20 September 2021

Culture asks questions at Helsinki Biennial

Mike Watson
Baran Caginli: Carbon as a Political Molecule, 2021 ©Maija Toivanen/HAM/Helsinki Biennial 2021
Culture asks questions at Helsinki Biennial
Baran Caginli: Carbon as a Political Molecule, 2021 ©Maija Toivanen/HAM/Helsinki Biennial 2021

As we tentatively look forward to a post-lockdown world, the opening of events such as the first Helsinki Biennial offer both hope and the opportunity to set out a vision of a better future. Above all, many on the left will be determined that we don’t return to ‘normality’ if what normality means is a return to the damage wrought by neoliberal excess. This damage includes wealth inequality, scarcity, climate change, conflict and displacement of populations. While events such as art biennials are limited in terms of what they can do to prevent a continuation of large scale environmental destruction and social injustices, the timing of the Helsinki Biennial does bring a certain responsibility to address the criticisms often aimed at the well-worn biennial format.

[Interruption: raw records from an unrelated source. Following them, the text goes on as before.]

use bucketproxy::testing::{increment, read_counter, CountingTransition};
use bucketproxy::{
    CasStore, ClientSideConfig, ExpirationPolicy, KeyMapper, ProxyError,
};
use bucketproxy_redis::{builder_for, RedisCasStore};
use futures::future::join_all;
use redis::aio::ConnectionManager;
use redis::AsyncCommands;
use std::sync::Arc;
use std::time::Duration;

// Requires Redis. If BUCKETPROXY_TEST_REDIS_URL is unset, the tests skip.
async fn connection() -> Option<ConnectionManager> {
    let url = match std::env::var("BUCKETPROXY_TEST_REDIS_URL") {
        Ok(v) => v,
        Err(_) => {
            eprintln!("skipping: set BUCKETPROXY_TEST_REDIS_URL (e.g. redis://127.0.0.1:6379/)");
            return None;
        }
    };
    let client = redis::Client::open(url.as_str())
        .unwrap_or_else(|e| panic!("invalid Redis URL '{}': {}", url, e));
    let conn = client
        .get_connection_manager()
        .await
        .unwrap_or_else(|e| panic!("Failed to connect to Redis at '{}': {}", url, e));
    Some(conn)
}

fn prefix() -> String {
    format!("bucketproxy-test:{}:", uuid::Uuid::new_v4().simple())
}

#[tokio::test]
async fn store_swaps_only_on_match() {
    let Some(conn) = connection().await else { return };
    let store = RedisCasStore::new(conn);
    let key = format!("{}raw", prefix());
    let key = key.as_bytes();

    assert_eq!(store.get(key).await.unwrap(), None);
    assert!(store.compare_and_swap(key, None, b"\x00\xffv1", None).await.unwrap());
    assert!(!store.compare_and_swap(key, None, b"v2", None).await.unwrap());
    assert!(!store.compare_and_swap(key, Some(&b"v0"[..]), b"v2", None).await.unwrap());
    assert!(store.compare_and_swap(key, Some(&b"\x00\xffv1"[..]), b"v2", None).await.unwrap());
    assert_eq!(store.get(key).await.unwrap(), Some(b"v2".to_vec()));
    assert!(store.delete(key).await.unwrap());
    assert!(!store.delete(key).await.unwrap());
}

#[tokio::test]
async fn ttl_is_set_with_each_write_and_cleared_without() {
    let Some(conn) = connection().await else { return };
    let mut probe = conn.clone();
    let store = RedisCasStore::new(conn);
    let key = format!("{}ttl", prefix());

    store
        .compare_and_swap(key.as_bytes(), None, b"1", Some(Duration::from_secs(10)))
        .await
        .unwrap();
    let pttl: i64 = probe.pttl(&key).await.unwrap();
    assert!(pttl > 9_000 && pttl <= 10_000, "pttl = {}", pttl);

    store.compare_and_swap(key.as_bytes(), Some(&b"1"[..]), b"2", None).await.unwrap();
    let pttl: i64 = probe.pttl(&key).await.unwrap();
    assert_eq!(pttl, -1, "plain SET leaves the key persistent");
    store.delete(key.as_bytes()).await.unwrap();
}

#[tokio::test]
async fn expired_key_reads_absent() {
    let Some(conn) = connection().await else { return };
    let ttl = ExpirationPolicy::fixed_time_to_live(Duration::from_millis(200)).unwrap();
    let manager = builder_for(conn)
        .with_key_mapper(KeyMapper::text().with_prefix(prefix()))
        .with_expiration(ttl)
        .build()
        .unwrap();

    assert_eq!(manager.execute("k", &increment(4)).await.unwrap(), 4);
    tokio::time::sleep(Duration::from_millis(400)).await;
    assert_eq!(manager.read("k").await.unwrap(), None);
    assert_eq!(manager.execute("k", &increment(1)).await.unwrap(), 1);
}

#[tokio::test]
async fn key_mappers_address_each_key_kind() {
    let Some(conn) = connection().await else { return };
    let ns = prefix();
    let integers = builder_for(conn.clone())
        .with_key_mapper(KeyMapper::integer().with_prefix(ns.clone()))
        .build()
        .unwrap();
    let strings = builder_for(conn.clone())
        .with_key_mapper(KeyMapper::text().with_prefix(ns.clone()))
        .build()
        .unwrap();
    let bytes = builder_for(conn)
        .with_key_mapper(KeyMapper::bytes().with_prefix(ns))
        .build()
        .unwrap();

    assert_eq!(integers.execute(&7i64, &increment(1)).await.unwrap(), 1);
    assert_eq!(strings.execute("seven", &increment(2)).await.unwrap(), 2);
    assert_eq!(bytes.execute(&b"\x07"[..], &increment(3)).await.unwrap(), 3);

    let err = integers.execute("seven", &increment(1)).await.unwrap_err();
    assert!(matches!(err, ProxyError::InvalidKey(_)));
    let err = strings.execute(&7i64, &increment(1)).await.unwrap_err();
    assert!(matches!(err, ProxyError::InvalidKey(_)));

    for removed in [
        integers.remove(&7i64).await.unwrap(),
        strings.remove("seven").await.unwrap(),
        bytes.remove(&b"\x07"[..]).await.unwrap(),
    ] {
        assert!(removed);
    }
}

#[tokio::test(flavor = "multi_thread", worker_threads = 4)]
async fn concurrent_updates_converge() {
    let Some(conn) = connection().await else { return };
    let manager = Arc::new(
        builder_for(conn)
            .with_key_mapper(KeyMapper::text().with_prefix(prefix()))
            .with_client_side_config(
                ClientSideConfig::new().with_request_timeout(Duration::from_secs(10)).unwrap(),
            )
            .build()
            .unwrap(),
    );
    let counting = CountingTransition::new(increment(1));

    let tasks = (0..8).map(|_| {
        let manager = manager.clone();
        let counting = counting.clone();
        tokio::spawn(async move {
            for _ in 0..25 {
                manager.execute("hot", &counting).await.expect("increment");
            }
        })
    });
    for joined in join_all(tasks).await {
        joined.expect("task panicked");
    }

    let total = read_counter(manager.read("hot").await.unwrap().as_deref()).unwrap();
    assert_eq!(total, 200);
    // Lost races re-apply the transition.
    assert!(counting.invocations() >= 200);
    manager.remove("hot").await.unwrap();
}
use async_trait::async_trait;
use bucketproxy::{CasStore, ProxyError, ProxyResult};
use redis::aio::ConnectionLike;
use redis::{AsyncCommands, Script};
use std::time::Duration;

pub(crate) const BACKEND: &str = "redis";

// KEYS[1] = key
// ARGV[1] = "1" when an expected value is given, "0" when the key must be absent
// ARGV[2] = expected value
// ARGV[3] = new value
// ARGV[4] = ttl in milliseconds, "0" for a persistent key
//
// GET yields `false` for a missing key, which never equals a string.
const COMPARE_AND_SWAP: &str = r#"
local current = redis.call('GET', KEYS[1])
if ARGV[1] == '1' then
    if current ~= ARGV[2] then
        return 0
    end
elseif current then
    return 0
end
if ARGV[4] ~= '0' then
    redis.call('SET', KEYS[1], ARGV[3], 'PX', ARGV[4])
else
    redis.call('SET', KEYS[1], ARGV[3])
end
return 1
"#;

/// [`CasStore`] over any async Redis connection (`ConnectionManager`, cluster connections).
///
/// The connection is cloned per operation, so multiplexed connections are shared rather than
/// pooled.
#[derive(Clone)]
pub struct RedisCasStore<C> {
    connection: C,
    script: Script,
}

impl<C> std::fmt::Debug for RedisCasStore<C> {
    fn fmt(&self, f: &mut std::fmt::Formatter<'_>) -> std::fmt::Result {
        f.debug_struct("RedisCasStore").field("connection", &"<redis connection>").finish()
    }
}

impl<C> RedisCasStore<C>
where
    C: ConnectionLike + Clone + Send + Sync + 'static,
{
    pub fn new(connection: C) -> Self {
        Self { connection, script: Script::new(COMPARE_AND_SWAP) }
    }

    pub fn connection(&self) -> &C {
        &self.connection
    }
}

/// `PX` argument for the script; sub-millisecond TTLs round up so a write never persists.
fn ttl_arg(ttl: Option<Duration>) -> u64 {
    match ttl {
        None => 0,
        Some(ttl) => u64::try_from(ttl.as_millis()).unwrap_or(u64::MAX).max(1),
    }
}

fn unavailable(err: redis::RedisError) -> ProxyError {
    tracing::warn!(target: "bucketproxy::redis", error = %err, "redis command failed");
    ProxyError::unavailable(BACKEND, err)
}

#[async_trait]
impl<C> CasStore for RedisCasStore<C>
where
    C: ConnectionLike + Clone + Send + Sync + 'static,
{
    fn name(&self) -> &'static str {
        BACKEND
    }

    async fn get(&self, key: &[u8]) -> ProxyResult<Option<Vec<u8>>> {
        let mut conn = self.connection.clone();
        conn.get::<_, Option<Vec<u8>>>(key).await.map_err(unavailable)
    }

    async fn compare_and_swap(
        &self,
        key: &[u8],
        expected: Option<&[u8]>,
        new: &[u8],
        ttl: Option<Duration>,
    ) -> ProxyResult<bool> {
        let mut conn = self.connection.clone();
        let swapped: i64 = self
            .script
            .key(key)
            .arg(if expected.is_some() { "1" } else { "0" })
            .arg(expected.unwrap_or_default())
            .arg(new)
            .arg(ttl_arg(ttl))
            .invoke_async(&mut conn)
            .await
            .map_err(unavailable)?;
        Ok(swapped == 1)
    }

    async fn delete(&self, key: &[u8]) -> ProxyResult<bool> {
        let mut conn = self.connection.clone();
        let removed: u64 = conn.del(key).await.map_err(unavailable)?;
        Ok(removed > 0)
    }
}
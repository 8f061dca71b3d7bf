#![forbid(unsafe_code)]
#![deny(warnings)]
#![cfg_attr(not(test), deny(clippy::all))]

//! # bucketproxy
//!
//! Coordinated updates of rate-limiter state kept in an external store.
//!
//! Many processes can share one logical bucket. Every update runs as one coordination cycle
//! (read the stored state, apply a caller-supplied transition, persist the result) and
//! concurrent cycles on the same key behave as if serialized, whatever primitive the store
//! offers:
//!
//! - **Compare-and-swap** over any key/value store implementing [`CasStore`]
//!   ([`CasBackend`]; Redis lives in the `bucketproxy-redis` crate);
//! - **Advisory locks** and **select-for-update** row locks on PostgreSQL
//!   (`bucketproxy-postgres`).
//!
//! The rate-limiting arithmetic stays with the caller: a [`Transition`] maps the stored bytes
//! (or their absence) to new bytes plus a result. Transitions may run more than once per
//! cycle and must be pure.
//!
//! ## Quick Start
//!
//! ```rust
//! use bucketproxy::{
//!     CasBackend, ClientSideConfig, ExpirationPolicy, InMemoryCasStore, Mutation, ProxyManager,
//! };
//! use bucketproxy::transition::from_fn;
//! use std::time::Duration;
//!
//! #[tokio::main]
//! async fn main() {
//!     let manager = ProxyManager::builder(CasBackend::new(InMemoryCasStore::new()))
//!         .with_client_side_config(
//!             ClientSideConfig::new().with_request_timeout(Duration::from_secs(3)).unwrap(),
//!         )
//!         .with_expiration(ExpirationPolicy::fixed_time_to_live(Duration::from_secs(10)).unwrap())
//!         .build()
//!         .unwrap();
//!
//!     // Take one token from a bucket holding at most 5.
//!     let take = from_fn(|current| {
//!         let tokens = current.map_or(5, |bytes| bytes[0]);
//!         if tokens == 0 {
//!             return Ok(Mutation::keep(false));
//!         }
//!         Ok(Mutation::write(vec![tokens - 1], true))
//!     });
//!
//!     assert!(manager.execute("api-key-1", &take).await.unwrap());
//!     assert_eq!(manager.read("api-key-1").await.unwrap(), Some(vec![4]));
//! }
//! ```

pub mod backend;
pub mod backoff;
pub mod cas;
pub mod clock;
pub mod codec;
pub mod config;
pub mod error;
pub mod expiration;
pub mod jitter;
pub mod key;
pub mod manager;
pub mod memory;
pub mod prelude;
pub mod retry;
pub mod sleeper;
pub mod testing;
pub mod timeout;
pub mod transition;

// Re-exports
pub use backend::{Backend, CycleContext};
pub use backoff::Backoff;
pub use cas::{CasBackend, CasStore};
pub use clock::{Clock, ManualClock, SystemClock};
#[cfg(feature = "json")]
pub use codec::JsonCodec;
pub use codec::{CodecError, RawCodec, StateCodec};
pub use config::ClientSideConfig;
pub use error::{BoxError, ConfigError, ProxyError, ProxyResult};
pub use expiration::ExpirationPolicy;
pub use jitter::Jitter;
pub use key::{BucketKey, KeyKind, KeyMapper, KeyRef};
pub use manager::{ProxyManager, ProxyManagerBuilder};
pub use memory::InMemoryCasStore;
pub use retry::{RetryPolicy, RetryPolicyBuilder};
pub use sleeper::{InstantSleeper, Sleeper, TokioSleeper, TrackingSleeper};
pub use timeout::TimeoutGuard;
pub use transition::{Mutation, Transition, TransitionError};
//! The caller-supplied state transition applied inside one coordination cycle.
//!
//! A transition maps the stored state (or `None` when the key has never been written, was
//! removed, or expired) to a [`Mutation`]: the state to persist, if any, plus a result handed
//! back to the caller.
//!
//! Purity contract: adapters may call [`Transition::apply`] more than once per cycle (the
//! compare-and-swap loop re-applies after losing a race, the select-for-update adapter
//! re-applies after a serialization failure). Only the result of the final, committed
//! application is returned. A transition must therefore be a pure function of its input:
//! no I/O, no counters, no clocks read inside `apply` whose effects outlive the call.
//! [`crate::testing::CountingTransition`] helps tests catch violations.

use crate::codec::StateCodec;
use crate::error::BoxError;
use std::fmt;
use std::marker::PhantomData;

/// Error type returned by transitions.
pub type TransitionError = BoxError;

/// Outcome of applying a transition to the current state.
#[derive(Debug, Clone, PartialEq, Eq)]
pub struct Mutation<R, S = Vec<u8>> {
    state: Option<S>,
    result: R,
}

impl<R, S> Mutation<R, S> {
    /// Persist `state` and return `result`.
    pub fn write(state: S, result: R) -> Self {
        Self { state: Some(state), result }
    }

    /// Leave the stored state untouched and return `result`.
    pub fn keep(result: R) -> Self {
        Self { state: None, result }
    }

    pub fn state(&self) -> Option<&S> {
        self.state.as_ref()
    }

    pub fn result(&self) -> &R {
        &self.result
    }

    pub fn is_write(&self) -> bool {
        self.state.is_some()
    }

    pub fn into_parts(self) -> (Option<S>, R) {
        (self.state, self.result)
    }
}

/// A pure function from the stored bytes to a [`Mutation`].
pub trait Transition: Send + Sync {
    type Output: Send;

    fn apply(&self, current: Option<&[u8]>) -> Result<Mutation<Self::Output>, TransitionError>;
}

/// Transition backed by a closure; see [`from_fn`].
#[derive(Clone, Copy)]
pub struct FnTransition<F> {
    f: F,
}

impl<F> fmt::Debug for FnTransition<F> {
    fn fmt(&self, f: &mut fmt::Formatter<'_>) -> fmt::Result {
        f.debug_struct("FnTransition").field("f", &"<closure>").finish()
    }
}

/// Build a transition from a closure over raw state bytes.
///
/// ```rust
/// use bucketproxy::transition::{from_fn, Mutation, Transition};
///
/// let append = from_fn(|current| {
///     let mut state = current.map(<[u8]>::to_vec).unwrap_or_default();
///     state.push(1);
///     let len = state.len();
///     Ok(Mutation::write(state, len))
/// });
/// let mutation = append.apply(Some(&[7u8][..])).unwrap();
/// assert_eq!(mutation.state(), Some(&vec![7, 1]));
/// assert_eq!(*mutation.result(), 2);
/// ```
pub fn from_fn<F, R>(f: F) -> FnTransition<F>
where
    F: Fn(Option<&[u8]>) -> Result<Mutation<R>, TransitionError> + Send + Sync,
    R: Send,
{
    FnTransition { f }
}

impl<F, R> Transition for FnTransition<F>
where
    F: Fn(Option<&[u8]>) -> Result<Mutation<R>, TransitionError> + Send + Sync,
    R: Send,
{
    type Output = R;

    fn apply(&self, current: Option<&[u8]>) -> Result<Mutation<R>, TransitionError> {
        (self.f)(current)
    }
}

/// Transition over a decoded state type; see [`typed`].
pub struct Typed<S, C, F> {
    codec: C,
    f: F,
    _state: PhantomData<fn() -> S>,
}

impl<S, C: fmt::Debug, F> fmt::Debug for Typed<S, C, F> {
    fn fmt(&self, f: &mut fmt::Formatter<'_>) -> fmt::Result {
        f.debug_struct("Typed").field("codec", &self.codec).field("f", &"<closure>").finish()
    }
}

/// Lift a closure over decoded state into a byte-level transition.
///
/// Stored bytes are decoded with `codec` before `f` runs and the new state is encoded after.
/// Codec failures surface as transition failures, so a corrupt record never gets overwritten.
pub fn typed<S, R, C, F>(codec: C, f: F) -> Typed<S, C, F>
where
    C: StateCodec<S>,
    F: Fn(Option<S>) -> Result<Mutation<R, S>, TransitionError> + Send + Sync,
    R: Send,
{
    Typed { codec, f, _state: PhantomData }
}

impl<S, R, C, F> Transition for Typed<S, C, F>
where
    C: StateCodec<S>,
    F: Fn(Option<S>) -> Result<Mutation<R, S>, TransitionError> + Send + Sync,
    R: Send,
{
    type Output = R;

    fn apply(&self, current: Option<&[u8]>) -> Result<Mutation<R>, TransitionError> {
        let decoded = current.map(|bytes| self.codec.decode(bytes)).transpose()?;
        let (state, result) = (self.f)(decoded)?.into_parts();
        match state {
            Some(state) => Ok(Mutation::write(self.codec.encode(&state)?, result)),
            None => Ok(Mutation::keep(result)),
        }
    }
}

After a period of two years in which biennials such as the Venice Biennale have been put on hold some might ask whether it makes sense to return to the format at all. After all, biennials have been accused of wasting resources, perpetuating cultural elitism and enabling gentrification, among other things. In this light, the curatorial duo Pirkko Siitari and Taru Tapolla have faced a difficult challenge in bringing together over 40 artists during covid lockdown and exhibiting them on the long disused former military site of Vallisaari, an island off the coast of Helsinki. Even before Covid-19 closed the contemporary art world down we may have asked whether we really need to add another biennial to the 300 already in operation globally. The answer to this question requires that we take a wider look at recent cultural debates and phenomena both in Finland and further afield. In doing so we may find that both art and international cooperation are much needed. As such, the Helsinki Biennial will play a role in helping us assess how the art world might proceed post covid.

 

Before going on to consider a selection of representative artworks from the biennial, it is worth revisiting one of the most resounding cultural debates to have taken place in recent years in Finland. Namely, that which took place over the value of political versus autonomous art between painter Anna Tuori and multimedia artist Jani Leinonen, which itself recalled iconic debates that took place within the Frankfurt School between Theodor Adorno and Herbert Marcuse in the late 1960s. The perennial argument over the value of political versus apolitical art reignited in 2017 when artist Tuori co-wrote an article with literary critic Aleksi Salusjärvi in Nuori Voima entitled The aesthetics of our time: capitalist realism. Tuori and Salusjärvi’s argument, in a nutshell, was that identity politics around race, gender and sexual orientation has met in recent years with capitalism’s injunction to publish and broadcast sensational stories and images so that museum curators are left with no choice but to present blatantly political imagery if they want to stay relevant. This they argued, strips art of its one true value: its autonomy, or put otherwise, its ability to exist outside topical debates, financial imperatives and political injunctions. Riiko Sakkinen, who was one of the politically involved artists targeted by Tuori and Salusjärvi, responded in the Yle in 2020 that art must participate in social debate out of responsibility, calling Tuori’s own art ‘irresponsible’.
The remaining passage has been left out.